(Data shown):

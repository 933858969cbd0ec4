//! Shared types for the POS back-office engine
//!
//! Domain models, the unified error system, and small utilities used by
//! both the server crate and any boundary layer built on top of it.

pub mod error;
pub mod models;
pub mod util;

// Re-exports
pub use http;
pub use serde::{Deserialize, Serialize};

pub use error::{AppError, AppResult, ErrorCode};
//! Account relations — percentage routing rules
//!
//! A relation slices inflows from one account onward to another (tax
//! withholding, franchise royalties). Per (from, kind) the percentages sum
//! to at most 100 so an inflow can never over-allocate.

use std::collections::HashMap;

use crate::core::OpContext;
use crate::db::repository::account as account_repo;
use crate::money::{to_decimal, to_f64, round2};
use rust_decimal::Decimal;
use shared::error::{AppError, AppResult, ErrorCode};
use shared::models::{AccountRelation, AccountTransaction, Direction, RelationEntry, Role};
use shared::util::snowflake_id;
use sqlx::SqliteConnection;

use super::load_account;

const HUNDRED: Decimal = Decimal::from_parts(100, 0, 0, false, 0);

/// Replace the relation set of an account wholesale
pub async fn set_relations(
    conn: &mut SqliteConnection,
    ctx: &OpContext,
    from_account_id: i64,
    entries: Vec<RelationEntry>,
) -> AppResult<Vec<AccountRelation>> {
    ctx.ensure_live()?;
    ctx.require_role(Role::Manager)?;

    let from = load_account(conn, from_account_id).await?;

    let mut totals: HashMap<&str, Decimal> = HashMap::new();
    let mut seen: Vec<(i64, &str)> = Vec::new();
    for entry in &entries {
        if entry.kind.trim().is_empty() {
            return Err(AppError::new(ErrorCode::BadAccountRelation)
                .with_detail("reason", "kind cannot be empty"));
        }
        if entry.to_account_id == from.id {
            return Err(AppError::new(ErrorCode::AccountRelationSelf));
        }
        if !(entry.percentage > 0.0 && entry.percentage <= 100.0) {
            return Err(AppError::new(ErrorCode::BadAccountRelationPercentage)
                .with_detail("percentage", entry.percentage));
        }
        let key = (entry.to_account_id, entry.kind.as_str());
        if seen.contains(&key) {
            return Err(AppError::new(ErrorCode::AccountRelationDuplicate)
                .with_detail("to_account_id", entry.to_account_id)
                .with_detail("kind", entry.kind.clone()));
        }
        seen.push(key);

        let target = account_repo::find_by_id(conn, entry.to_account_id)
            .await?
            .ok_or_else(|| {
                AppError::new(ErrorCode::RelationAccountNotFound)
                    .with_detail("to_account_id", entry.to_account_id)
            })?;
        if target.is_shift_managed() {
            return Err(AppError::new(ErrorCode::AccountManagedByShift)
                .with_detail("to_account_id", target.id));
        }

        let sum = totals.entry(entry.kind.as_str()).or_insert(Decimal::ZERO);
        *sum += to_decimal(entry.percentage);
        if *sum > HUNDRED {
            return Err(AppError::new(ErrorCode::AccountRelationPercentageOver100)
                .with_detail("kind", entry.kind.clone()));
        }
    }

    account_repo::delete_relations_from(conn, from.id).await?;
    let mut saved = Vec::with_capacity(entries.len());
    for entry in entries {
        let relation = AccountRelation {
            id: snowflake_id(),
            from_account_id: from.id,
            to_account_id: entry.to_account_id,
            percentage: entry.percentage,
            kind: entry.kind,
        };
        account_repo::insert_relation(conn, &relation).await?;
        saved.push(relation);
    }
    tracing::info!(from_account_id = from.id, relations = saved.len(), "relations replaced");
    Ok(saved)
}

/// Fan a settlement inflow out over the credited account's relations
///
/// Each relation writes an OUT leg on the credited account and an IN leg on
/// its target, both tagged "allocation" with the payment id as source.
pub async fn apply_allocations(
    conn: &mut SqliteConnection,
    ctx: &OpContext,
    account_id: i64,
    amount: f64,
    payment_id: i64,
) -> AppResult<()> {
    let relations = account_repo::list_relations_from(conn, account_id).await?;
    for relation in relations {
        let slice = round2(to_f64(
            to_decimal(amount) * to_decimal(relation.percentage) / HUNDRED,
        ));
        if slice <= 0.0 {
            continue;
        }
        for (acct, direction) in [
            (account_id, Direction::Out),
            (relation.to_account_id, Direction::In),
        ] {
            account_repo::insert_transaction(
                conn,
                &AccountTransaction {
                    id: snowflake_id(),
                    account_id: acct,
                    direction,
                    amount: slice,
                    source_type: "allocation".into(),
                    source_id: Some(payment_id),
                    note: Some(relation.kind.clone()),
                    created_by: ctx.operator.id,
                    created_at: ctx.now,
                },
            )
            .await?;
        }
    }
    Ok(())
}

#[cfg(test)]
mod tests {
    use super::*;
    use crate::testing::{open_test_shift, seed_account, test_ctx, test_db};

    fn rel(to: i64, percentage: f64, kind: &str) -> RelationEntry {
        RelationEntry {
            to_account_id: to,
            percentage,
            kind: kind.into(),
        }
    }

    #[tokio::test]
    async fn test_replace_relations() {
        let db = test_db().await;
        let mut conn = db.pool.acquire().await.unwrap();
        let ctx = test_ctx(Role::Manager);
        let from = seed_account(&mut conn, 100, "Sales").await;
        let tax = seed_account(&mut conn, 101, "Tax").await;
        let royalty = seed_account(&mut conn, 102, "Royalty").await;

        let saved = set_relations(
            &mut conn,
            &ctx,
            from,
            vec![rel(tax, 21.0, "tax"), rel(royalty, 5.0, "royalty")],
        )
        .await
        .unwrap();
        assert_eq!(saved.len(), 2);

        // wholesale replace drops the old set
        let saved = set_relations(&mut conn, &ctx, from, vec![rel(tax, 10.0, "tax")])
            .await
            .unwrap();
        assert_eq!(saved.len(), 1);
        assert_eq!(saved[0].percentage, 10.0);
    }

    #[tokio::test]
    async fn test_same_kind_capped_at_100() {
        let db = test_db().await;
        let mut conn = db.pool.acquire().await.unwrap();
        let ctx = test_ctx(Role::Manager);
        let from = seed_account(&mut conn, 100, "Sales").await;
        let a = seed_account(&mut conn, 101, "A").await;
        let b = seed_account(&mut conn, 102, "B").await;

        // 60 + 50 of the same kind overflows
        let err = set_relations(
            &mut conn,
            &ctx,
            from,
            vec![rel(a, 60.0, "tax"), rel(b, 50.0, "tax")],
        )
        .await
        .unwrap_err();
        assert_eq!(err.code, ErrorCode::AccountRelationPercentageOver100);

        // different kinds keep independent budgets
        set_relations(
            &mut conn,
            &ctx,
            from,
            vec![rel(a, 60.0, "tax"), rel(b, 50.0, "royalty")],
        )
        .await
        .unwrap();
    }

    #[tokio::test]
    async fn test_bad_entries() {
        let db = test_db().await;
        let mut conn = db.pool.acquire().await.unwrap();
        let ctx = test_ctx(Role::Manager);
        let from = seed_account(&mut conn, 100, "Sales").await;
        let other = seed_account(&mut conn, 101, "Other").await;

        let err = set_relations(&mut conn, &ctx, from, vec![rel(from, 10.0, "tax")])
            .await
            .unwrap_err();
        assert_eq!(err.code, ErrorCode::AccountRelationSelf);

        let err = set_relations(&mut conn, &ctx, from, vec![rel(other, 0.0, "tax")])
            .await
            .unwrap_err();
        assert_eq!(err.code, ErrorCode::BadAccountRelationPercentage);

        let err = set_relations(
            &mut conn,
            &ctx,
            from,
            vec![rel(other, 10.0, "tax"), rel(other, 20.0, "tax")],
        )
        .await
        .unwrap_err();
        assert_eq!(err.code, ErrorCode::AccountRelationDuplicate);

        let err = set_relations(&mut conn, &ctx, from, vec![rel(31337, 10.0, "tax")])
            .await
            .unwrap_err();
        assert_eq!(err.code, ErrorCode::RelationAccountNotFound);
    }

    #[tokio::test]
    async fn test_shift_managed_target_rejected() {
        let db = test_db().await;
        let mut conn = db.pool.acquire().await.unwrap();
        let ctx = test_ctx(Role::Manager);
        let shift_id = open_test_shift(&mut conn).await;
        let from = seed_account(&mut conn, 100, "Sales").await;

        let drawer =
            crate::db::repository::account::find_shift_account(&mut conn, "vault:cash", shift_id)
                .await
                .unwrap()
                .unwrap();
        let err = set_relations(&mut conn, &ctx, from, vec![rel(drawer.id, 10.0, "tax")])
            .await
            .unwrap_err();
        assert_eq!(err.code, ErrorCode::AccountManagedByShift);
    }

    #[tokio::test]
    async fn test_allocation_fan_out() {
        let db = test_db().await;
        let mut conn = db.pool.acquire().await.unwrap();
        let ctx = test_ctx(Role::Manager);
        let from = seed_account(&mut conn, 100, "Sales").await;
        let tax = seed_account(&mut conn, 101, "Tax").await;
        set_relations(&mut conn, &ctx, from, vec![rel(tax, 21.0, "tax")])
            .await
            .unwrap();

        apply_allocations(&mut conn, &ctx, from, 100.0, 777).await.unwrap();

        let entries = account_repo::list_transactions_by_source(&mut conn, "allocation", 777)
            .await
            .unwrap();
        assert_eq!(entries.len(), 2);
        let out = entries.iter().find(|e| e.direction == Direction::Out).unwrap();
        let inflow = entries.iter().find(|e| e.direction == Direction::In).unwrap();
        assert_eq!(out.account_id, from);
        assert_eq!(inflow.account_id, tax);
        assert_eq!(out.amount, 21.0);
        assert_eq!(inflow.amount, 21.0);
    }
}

...

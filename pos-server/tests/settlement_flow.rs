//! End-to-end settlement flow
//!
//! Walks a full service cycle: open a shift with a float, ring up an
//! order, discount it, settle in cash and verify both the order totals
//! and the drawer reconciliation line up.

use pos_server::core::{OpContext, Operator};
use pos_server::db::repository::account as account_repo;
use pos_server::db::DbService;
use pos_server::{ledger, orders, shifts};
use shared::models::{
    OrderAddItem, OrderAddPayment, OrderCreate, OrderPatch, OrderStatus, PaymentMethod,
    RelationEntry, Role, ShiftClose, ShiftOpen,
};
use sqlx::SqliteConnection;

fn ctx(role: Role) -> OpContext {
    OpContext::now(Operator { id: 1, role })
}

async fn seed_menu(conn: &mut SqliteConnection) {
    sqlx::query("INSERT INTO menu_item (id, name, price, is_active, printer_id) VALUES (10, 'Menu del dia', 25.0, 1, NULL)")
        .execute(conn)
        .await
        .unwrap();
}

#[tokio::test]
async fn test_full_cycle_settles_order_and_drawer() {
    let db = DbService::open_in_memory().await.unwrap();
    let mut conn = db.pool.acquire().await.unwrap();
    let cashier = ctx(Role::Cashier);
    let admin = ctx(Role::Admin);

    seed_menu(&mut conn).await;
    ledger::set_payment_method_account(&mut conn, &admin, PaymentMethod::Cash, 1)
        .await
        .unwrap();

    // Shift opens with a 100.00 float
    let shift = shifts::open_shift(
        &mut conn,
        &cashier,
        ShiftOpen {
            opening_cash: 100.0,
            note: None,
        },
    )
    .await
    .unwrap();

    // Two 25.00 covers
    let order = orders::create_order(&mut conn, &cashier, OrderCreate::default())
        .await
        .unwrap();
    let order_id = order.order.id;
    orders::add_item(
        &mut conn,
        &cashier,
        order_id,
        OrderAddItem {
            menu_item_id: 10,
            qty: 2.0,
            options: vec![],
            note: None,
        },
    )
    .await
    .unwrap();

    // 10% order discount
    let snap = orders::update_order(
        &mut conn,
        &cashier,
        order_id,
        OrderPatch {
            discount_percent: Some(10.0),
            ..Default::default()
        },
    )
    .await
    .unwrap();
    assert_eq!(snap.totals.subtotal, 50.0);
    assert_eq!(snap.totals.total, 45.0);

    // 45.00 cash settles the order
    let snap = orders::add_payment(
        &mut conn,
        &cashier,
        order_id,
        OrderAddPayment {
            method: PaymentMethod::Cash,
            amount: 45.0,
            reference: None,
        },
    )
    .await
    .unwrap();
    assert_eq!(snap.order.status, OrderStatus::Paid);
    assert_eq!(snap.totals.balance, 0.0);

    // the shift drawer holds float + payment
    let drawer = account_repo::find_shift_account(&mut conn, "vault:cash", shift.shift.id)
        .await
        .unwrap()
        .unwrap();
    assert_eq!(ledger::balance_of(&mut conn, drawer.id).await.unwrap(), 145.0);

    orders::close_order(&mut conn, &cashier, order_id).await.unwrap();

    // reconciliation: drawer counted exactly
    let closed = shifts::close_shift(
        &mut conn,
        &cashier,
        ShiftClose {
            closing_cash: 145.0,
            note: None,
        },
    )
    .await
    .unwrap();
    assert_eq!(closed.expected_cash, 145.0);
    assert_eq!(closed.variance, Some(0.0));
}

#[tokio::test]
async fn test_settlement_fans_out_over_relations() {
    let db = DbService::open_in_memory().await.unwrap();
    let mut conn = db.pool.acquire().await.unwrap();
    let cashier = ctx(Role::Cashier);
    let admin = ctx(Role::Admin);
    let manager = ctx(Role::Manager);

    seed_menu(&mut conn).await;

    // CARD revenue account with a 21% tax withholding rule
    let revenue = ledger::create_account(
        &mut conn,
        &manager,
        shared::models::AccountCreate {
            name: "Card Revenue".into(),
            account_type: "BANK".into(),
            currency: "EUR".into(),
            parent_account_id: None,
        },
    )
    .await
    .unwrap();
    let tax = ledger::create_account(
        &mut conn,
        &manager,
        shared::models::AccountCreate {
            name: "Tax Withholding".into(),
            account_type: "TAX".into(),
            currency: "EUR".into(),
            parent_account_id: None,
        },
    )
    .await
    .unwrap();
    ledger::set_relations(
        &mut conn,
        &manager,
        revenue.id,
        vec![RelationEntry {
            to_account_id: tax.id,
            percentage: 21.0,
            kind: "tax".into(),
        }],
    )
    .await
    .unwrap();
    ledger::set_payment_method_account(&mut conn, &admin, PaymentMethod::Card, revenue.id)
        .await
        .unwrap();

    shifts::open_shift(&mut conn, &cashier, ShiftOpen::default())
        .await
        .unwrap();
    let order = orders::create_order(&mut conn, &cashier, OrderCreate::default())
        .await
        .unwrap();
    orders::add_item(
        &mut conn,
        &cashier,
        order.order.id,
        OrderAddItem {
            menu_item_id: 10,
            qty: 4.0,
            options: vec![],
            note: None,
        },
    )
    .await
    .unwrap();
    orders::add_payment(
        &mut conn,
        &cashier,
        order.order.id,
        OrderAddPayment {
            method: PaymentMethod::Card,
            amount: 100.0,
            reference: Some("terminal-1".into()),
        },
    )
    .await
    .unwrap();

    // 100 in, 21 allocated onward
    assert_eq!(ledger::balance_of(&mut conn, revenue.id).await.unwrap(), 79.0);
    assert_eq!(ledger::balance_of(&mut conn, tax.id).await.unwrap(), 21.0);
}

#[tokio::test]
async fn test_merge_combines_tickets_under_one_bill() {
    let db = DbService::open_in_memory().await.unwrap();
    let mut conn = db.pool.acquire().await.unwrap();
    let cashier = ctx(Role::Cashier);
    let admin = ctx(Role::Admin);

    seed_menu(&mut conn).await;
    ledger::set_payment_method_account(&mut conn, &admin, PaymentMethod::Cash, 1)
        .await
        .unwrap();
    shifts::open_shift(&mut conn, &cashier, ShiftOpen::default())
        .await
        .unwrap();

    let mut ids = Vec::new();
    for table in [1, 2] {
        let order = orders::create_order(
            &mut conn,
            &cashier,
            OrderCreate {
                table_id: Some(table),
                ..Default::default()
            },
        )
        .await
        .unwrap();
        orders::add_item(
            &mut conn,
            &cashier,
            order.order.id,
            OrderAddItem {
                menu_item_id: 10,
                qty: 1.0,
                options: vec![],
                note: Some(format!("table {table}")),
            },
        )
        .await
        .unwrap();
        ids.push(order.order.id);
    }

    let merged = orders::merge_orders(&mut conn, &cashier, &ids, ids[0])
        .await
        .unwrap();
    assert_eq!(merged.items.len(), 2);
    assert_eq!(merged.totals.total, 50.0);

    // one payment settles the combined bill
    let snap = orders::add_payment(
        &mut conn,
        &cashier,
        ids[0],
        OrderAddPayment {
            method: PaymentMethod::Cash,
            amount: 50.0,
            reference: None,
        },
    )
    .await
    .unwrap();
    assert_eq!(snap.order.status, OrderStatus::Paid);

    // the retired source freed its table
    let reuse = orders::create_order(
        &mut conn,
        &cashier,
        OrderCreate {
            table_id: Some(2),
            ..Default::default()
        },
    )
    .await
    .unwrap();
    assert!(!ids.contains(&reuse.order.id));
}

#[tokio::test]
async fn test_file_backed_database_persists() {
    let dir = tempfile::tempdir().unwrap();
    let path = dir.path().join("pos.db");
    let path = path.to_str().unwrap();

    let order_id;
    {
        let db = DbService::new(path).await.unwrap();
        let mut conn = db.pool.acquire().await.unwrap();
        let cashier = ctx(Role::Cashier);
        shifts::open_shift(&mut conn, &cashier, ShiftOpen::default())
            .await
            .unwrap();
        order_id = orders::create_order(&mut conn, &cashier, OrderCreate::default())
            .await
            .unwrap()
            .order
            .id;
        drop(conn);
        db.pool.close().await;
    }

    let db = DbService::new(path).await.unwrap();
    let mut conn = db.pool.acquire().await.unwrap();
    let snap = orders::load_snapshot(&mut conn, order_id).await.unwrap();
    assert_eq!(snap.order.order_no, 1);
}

(Task to complete): Beginning with the line holding "repository 933858969cbd0ec4" and ending with the line holding "if entry.to_account_id == from.id", write out the stretch of material above exactly; add no further lines.

(Reply to the exercise):
repository 933858969cbd0ec4
//! Shared types for the POS back-office engine
//!
//! Domain models, the unified error system, and small utilities used by
//! both the server crate and any boundary layer built on top of it.

pub mod error;
pub mod models;
pub mod util;

// Re-exports
pub use http;
pub use serde::{Deserialize, Serialize};

pub use error::{AppError, AppResult, ErrorCode};
//! Account relations — percentage routing rules
//!
//! A relation slices inflows from one account onward to another (tax
//! withholding, franchise royalties). Per (from, kind) the percentages sum
//! to at most 100 so an inflow can never over-allocate.

use std::collections::HashMap;

use crate::core::OpContext;
use crate::db::repository::account as account_repo;
use crate::money::{to_decimal, to_f64, round2};
use rust_decimal::Decimal;
use shared::error::{AppError, AppResult, ErrorCode};
use shared::models::{AccountRelation, AccountTransaction, Direction, RelationEntry, Role};
use shared::util::snowflake_id;
use sqlx::SqliteConnection;

use super::load_account;

const HUNDRED: Decimal = Decimal::from_parts(100, 0, 0, false, 0);

/// Replace the relation set of an account wholesale
pub async fn set_relations(
    conn: &mut SqliteConnection,
    ctx: &OpContext,
    from_account_id: i64,
    entries: Vec<RelationEntry>,
) -> AppResult<Vec<AccountRelation>> {
    ctx.ensure_live()?;
    ctx.require_role(Role::Manager)?;

    let from = load_account(conn, from_account_id).await?;

    let mut totals: HashMap<&str, Decimal> = HashMap::new();
    let mut seen: Vec<(i64, &str)> = Vec::new();
    for entry in &entries {
        if entry.kind.trim().is_empty() {
            return Err(AppError::new(ErrorCode::BadAccountRelation)
                .with_detail("reason", "kind cannot be empty"));
        }
        if entry.to_account_id == from.id {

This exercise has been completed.